§ **TASK OBJECTIVE**
Find every line below that contains the word "println" and copy it out.

═══ RECORDS FOR THE TASK ═══

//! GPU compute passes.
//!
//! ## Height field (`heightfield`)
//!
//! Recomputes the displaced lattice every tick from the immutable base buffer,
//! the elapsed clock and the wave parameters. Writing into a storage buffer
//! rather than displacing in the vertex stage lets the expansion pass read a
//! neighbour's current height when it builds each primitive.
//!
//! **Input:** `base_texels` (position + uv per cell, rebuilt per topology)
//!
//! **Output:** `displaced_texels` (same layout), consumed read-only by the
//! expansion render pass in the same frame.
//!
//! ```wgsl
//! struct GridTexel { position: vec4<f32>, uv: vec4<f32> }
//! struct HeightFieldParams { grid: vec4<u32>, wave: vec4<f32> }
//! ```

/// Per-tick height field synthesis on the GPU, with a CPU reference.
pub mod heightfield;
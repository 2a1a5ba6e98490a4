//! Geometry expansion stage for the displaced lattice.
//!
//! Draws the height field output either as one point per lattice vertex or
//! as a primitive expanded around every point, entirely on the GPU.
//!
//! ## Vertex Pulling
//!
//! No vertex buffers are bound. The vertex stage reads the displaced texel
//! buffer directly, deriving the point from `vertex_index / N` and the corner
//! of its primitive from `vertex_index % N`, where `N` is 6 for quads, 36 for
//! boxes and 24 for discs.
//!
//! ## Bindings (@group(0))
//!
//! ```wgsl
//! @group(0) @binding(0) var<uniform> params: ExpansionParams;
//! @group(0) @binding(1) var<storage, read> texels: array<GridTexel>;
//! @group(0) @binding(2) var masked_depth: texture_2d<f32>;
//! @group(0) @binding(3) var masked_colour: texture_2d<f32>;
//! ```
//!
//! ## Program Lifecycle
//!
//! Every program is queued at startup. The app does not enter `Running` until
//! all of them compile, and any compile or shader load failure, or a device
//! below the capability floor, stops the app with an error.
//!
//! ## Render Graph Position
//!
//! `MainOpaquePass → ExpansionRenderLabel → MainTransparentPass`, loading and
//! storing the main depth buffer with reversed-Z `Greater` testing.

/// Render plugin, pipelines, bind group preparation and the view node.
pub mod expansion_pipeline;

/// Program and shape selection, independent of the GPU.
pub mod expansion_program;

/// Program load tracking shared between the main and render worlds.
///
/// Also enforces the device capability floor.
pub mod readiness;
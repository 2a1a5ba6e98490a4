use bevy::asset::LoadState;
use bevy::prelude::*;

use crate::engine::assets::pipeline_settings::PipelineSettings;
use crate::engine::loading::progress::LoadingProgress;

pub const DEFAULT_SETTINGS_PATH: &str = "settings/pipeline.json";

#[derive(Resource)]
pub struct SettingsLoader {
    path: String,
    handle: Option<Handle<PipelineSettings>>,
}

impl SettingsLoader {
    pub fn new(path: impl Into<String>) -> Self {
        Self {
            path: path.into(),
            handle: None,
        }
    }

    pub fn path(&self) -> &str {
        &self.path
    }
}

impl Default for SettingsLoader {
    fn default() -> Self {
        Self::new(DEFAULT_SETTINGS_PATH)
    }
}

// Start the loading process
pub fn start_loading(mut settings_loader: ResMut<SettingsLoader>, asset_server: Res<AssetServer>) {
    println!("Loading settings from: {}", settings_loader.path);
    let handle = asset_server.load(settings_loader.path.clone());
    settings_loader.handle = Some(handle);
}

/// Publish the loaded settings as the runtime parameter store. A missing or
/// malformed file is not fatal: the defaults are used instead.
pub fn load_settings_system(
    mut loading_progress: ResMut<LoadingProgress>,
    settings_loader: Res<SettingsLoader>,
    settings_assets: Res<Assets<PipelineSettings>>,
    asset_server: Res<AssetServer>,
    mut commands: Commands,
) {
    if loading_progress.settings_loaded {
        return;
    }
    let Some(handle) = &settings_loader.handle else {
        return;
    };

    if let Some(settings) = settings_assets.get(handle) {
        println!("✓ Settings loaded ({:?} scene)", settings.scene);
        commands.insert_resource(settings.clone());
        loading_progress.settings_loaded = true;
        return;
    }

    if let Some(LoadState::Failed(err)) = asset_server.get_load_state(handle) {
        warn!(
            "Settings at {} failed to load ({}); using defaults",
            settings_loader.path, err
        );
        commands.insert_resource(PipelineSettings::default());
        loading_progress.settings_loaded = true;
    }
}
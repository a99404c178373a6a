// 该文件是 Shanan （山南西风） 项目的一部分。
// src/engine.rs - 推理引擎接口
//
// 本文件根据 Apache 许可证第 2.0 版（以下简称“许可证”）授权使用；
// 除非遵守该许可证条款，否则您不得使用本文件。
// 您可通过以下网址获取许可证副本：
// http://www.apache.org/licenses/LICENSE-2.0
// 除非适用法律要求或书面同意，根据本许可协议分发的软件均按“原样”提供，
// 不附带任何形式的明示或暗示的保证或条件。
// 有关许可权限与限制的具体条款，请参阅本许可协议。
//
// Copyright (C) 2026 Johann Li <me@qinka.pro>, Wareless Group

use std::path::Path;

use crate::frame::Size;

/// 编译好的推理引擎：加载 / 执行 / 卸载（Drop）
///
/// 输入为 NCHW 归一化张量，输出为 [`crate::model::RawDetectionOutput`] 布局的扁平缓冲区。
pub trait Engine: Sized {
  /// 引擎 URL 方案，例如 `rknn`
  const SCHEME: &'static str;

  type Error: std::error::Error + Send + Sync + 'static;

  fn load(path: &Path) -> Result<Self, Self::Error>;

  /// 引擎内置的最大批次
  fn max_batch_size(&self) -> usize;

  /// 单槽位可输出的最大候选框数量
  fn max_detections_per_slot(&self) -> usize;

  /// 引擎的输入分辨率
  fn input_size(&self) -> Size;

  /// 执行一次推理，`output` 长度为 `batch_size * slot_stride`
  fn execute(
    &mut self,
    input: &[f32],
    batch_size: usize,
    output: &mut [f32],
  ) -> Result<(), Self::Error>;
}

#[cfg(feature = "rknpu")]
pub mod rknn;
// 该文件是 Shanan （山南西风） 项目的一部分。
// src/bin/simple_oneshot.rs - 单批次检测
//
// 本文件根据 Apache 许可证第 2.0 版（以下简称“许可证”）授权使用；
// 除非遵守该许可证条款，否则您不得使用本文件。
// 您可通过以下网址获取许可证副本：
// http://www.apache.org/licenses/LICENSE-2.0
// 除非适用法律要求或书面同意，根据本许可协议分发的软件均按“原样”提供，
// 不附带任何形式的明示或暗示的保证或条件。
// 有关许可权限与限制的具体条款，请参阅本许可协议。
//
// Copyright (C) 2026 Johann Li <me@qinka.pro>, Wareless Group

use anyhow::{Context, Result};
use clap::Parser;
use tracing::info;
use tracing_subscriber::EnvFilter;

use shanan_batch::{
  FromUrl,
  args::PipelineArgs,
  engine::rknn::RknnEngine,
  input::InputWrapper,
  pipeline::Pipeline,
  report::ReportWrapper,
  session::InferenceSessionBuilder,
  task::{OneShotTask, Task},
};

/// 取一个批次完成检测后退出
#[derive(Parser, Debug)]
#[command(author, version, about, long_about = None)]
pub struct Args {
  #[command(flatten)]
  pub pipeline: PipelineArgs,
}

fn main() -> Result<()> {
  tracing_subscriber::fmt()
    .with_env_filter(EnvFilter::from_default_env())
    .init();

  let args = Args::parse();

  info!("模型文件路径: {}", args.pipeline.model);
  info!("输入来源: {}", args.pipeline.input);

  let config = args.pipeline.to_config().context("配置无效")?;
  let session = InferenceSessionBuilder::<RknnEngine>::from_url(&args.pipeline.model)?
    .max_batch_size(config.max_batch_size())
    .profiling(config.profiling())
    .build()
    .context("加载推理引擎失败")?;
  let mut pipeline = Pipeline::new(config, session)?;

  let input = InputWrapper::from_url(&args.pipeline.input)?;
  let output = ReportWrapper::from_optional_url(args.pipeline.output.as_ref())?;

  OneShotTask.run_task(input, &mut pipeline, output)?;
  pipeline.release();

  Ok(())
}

═══

§ **SOLUTION FOR THIS PROBLEM**
    println!("Loading settings from: {}", settings_loader.path);
        println!("✓ Settings loaded ({:?} scene)", settings.scene);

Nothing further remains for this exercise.